» Task brief
Each entry below is to be printed verbatim.

Collected data entries:
•••••

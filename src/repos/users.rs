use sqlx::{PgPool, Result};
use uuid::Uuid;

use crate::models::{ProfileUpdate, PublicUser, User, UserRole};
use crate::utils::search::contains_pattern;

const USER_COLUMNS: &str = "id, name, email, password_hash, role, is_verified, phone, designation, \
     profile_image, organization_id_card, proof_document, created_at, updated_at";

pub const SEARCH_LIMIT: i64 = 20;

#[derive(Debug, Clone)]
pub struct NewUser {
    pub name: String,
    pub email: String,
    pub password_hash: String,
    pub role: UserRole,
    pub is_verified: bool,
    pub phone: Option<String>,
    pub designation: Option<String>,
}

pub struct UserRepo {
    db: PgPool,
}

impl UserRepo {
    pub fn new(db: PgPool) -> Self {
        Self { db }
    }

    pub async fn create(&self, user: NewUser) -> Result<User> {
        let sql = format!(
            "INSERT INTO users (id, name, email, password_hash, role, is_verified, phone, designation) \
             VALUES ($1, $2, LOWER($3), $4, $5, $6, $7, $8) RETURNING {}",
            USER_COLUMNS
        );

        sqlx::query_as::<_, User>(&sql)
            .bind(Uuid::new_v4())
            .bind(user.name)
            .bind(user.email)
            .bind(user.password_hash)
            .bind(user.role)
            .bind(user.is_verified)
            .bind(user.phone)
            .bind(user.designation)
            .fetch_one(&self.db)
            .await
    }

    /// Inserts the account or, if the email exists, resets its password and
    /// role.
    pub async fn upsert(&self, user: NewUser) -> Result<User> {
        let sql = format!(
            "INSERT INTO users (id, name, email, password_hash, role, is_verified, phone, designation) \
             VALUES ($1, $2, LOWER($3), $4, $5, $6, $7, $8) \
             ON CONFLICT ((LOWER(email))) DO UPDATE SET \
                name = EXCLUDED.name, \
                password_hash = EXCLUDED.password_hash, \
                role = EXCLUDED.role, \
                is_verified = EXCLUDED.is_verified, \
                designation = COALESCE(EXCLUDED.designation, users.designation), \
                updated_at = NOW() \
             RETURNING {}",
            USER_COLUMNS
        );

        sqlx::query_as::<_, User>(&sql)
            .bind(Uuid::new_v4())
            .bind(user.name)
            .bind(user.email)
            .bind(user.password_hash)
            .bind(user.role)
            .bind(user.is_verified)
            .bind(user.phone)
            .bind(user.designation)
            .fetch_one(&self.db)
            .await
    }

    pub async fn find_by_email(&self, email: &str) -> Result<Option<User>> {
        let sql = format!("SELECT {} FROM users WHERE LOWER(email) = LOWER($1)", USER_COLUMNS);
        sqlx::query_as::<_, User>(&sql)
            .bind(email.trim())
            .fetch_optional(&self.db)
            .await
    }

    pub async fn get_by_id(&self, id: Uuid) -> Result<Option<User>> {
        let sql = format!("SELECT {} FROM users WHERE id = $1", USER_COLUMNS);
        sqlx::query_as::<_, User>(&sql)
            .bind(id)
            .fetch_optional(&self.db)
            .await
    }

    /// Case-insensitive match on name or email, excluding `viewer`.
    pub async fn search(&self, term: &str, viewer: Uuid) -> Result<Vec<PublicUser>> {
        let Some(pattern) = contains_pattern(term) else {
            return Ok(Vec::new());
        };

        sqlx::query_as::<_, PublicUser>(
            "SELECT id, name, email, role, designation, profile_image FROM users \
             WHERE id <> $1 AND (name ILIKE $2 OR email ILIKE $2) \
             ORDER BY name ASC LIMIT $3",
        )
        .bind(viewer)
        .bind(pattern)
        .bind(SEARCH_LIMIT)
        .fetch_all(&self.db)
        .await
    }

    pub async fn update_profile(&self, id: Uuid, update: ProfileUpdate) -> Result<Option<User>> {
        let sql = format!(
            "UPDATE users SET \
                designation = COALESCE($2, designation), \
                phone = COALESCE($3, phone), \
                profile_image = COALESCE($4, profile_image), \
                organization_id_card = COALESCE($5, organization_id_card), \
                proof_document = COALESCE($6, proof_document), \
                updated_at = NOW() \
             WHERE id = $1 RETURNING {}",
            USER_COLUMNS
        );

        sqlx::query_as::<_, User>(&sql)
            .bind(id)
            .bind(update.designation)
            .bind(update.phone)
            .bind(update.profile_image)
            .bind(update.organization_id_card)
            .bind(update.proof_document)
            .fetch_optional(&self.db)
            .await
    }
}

•••••

» Answer section
filename src/repos/users.rs
use sqlx::{PgPool, Result};
use uuid::Uuid;

use crate::models::{ProfileUpdate, PublicUser, User, UserRole};
use crate::utils::search::contains_pattern;

const USER_COLUMNS: &str = "id, name, email, password_hash, role, is_verified, phone, designation, \
     profile_image, organization_id_card, proof_document, created_at, updated_at";

pub const SEARCH_LIMIT: i64 = 20;

#[derive(Debug, Clone)]
pub struct NewUser {
    pub name: String,
    pub email: String,
    pub password_hash: String,
    pub role: UserRole,
    pub is_verified: bool,
    pub phone: Option<String>,
    pub designation: Option<String>,
}

pub struct UserRepo {
    db: PgPool,
}

impl UserRepo {
    pub fn new(db: PgPool) -> Self {
        Self { db }
    }

    pub async fn create(&self, user: NewUser) -> Result<User> {
        let sql = format!(
            "INSERT INTO users (id, name, email, password_hash, role, is_verified, phone, designation) \
             VALUES ($1, $2, LOWER($3), $4, $5, $6, $7, $8) RETURNING {}",
            USER_COLUMNS
        );

        sqlx::query_as::<_, User>(&sql)
            .bind(Uuid::new_v4())
            .bind(user.name)
            .bind(user.email)
            .bind(user.password_hash)
            .bind(user.role)
            .bind(user.is_verified)
            .bind(user.phone)
            .bind(user.designation)
            .fetch_one(&self.db)
            .await
    }

    /// Inserts the account or, if the email exists, resets its password and
    /// role.
    pub async fn upsert(&self, user: NewUser) -> Result<User> {
        let sql = format!(
            "INSERT INTO users (id, name, email, password_hash, role, is_verified, phone, designation) \
             VALUES ($1, $2, LOWER($3), $4, $5, $6, $7, $8) \
             ON CONFLICT ((LOWER(email))) DO UPDATE SET \
                name = EXCLUDED.name, \
                password_hash = EXCLUDED.password_hash, \
                role = EXCLUDED.role, \
                is_verified = EXCLUDED.is_verified, \
                designation = COALESCE(EXCLUDED.designation, users.designation), \
                updated_at = NOW() \
             RETURNING {}",
            USER_COLUMNS
        );

        sqlx::query_as::<_, User>(&sql)
            .bind(Uuid::new_v4())
            .bind(user.name)
            .bind(user.email)
            .bind(user.password_hash)
            .bind(user.role)
            .bind(user.is_verified)
            .bind(user.phone)
            .bind(user.designation)
            .fetch_one(&self.db)
            .await
    }

    pub async fn find_by_email(&self, email: &str) -> Result<Option<User>> {
        let sql = format!("SELECT {} FROM users WHERE LOWER(email) = LOWER($1)", USER_COLUMNS);
        sqlx::query_as::<_, User>(&sql)
            .bind(email.trim())
            .fetch_optional(&self.db)
            .await
    }

    pub async fn get_by_id(&self, id: Uuid) -> Result<Option<User>> {
        let sql = format!("SELECT {} FROM users WHERE id = $1", USER_COLUMNS);
        sqlx::query_as::<_, User>(&sql)
            .bind(id)
            .fetch_optional(&self.db)
            .await
    }

    /// Case-insensitive match on name or email, excluding `viewer`.
    pub async fn search(&self, term: &str, viewer: Uuid) -> Result<Vec<PublicUser>> {
        let Some(pattern) = contains_pattern(term) else {
            return Ok(Vec::new());
        };

        sqlx::query_as::<_, PublicUser>(
            "SELECT id, name, email, role, designation, profile_image FROM users \
             WHERE id <> $1 AND (name ILIKE $2 OR email ILIKE $2) \
             ORDER BY name ASC LIMIT $3",
        )
        .bind(viewer)
        .bind(pattern)
        .bind(SEARCH_LIMIT)
        .fetch_all(&self.db)
        .await
    }

    pub async fn update_profile(&self, id: Uuid, update: ProfileUpdate) -> Result<Option<User>> {
        let sql = format!(
            "UPDATE users SET \
                designation = COALESCE($2, designation), \
                phone = COALESCE($3, phone), \
                profile_image = COALESCE($4, profile_image), \
                organization_id_card = COALESCE($5, organization_id_card), \
                proof_document = COALESCE($6, proof_document), \
                updated_at = NOW() \
             WHERE id = $1 RETURNING {}",
            USER_COLUMNS
        );

        sqlx::query_as::<_, User>(&sql)
            .bind(id)
            .bind(update.designation)
            .bind(update.phone)
            .bind(update.profile_image)
            .bind(update.organization_id_card)
            .bind(update.proof_document)
            .fetch_optional(&self.db)
            .await
    }
}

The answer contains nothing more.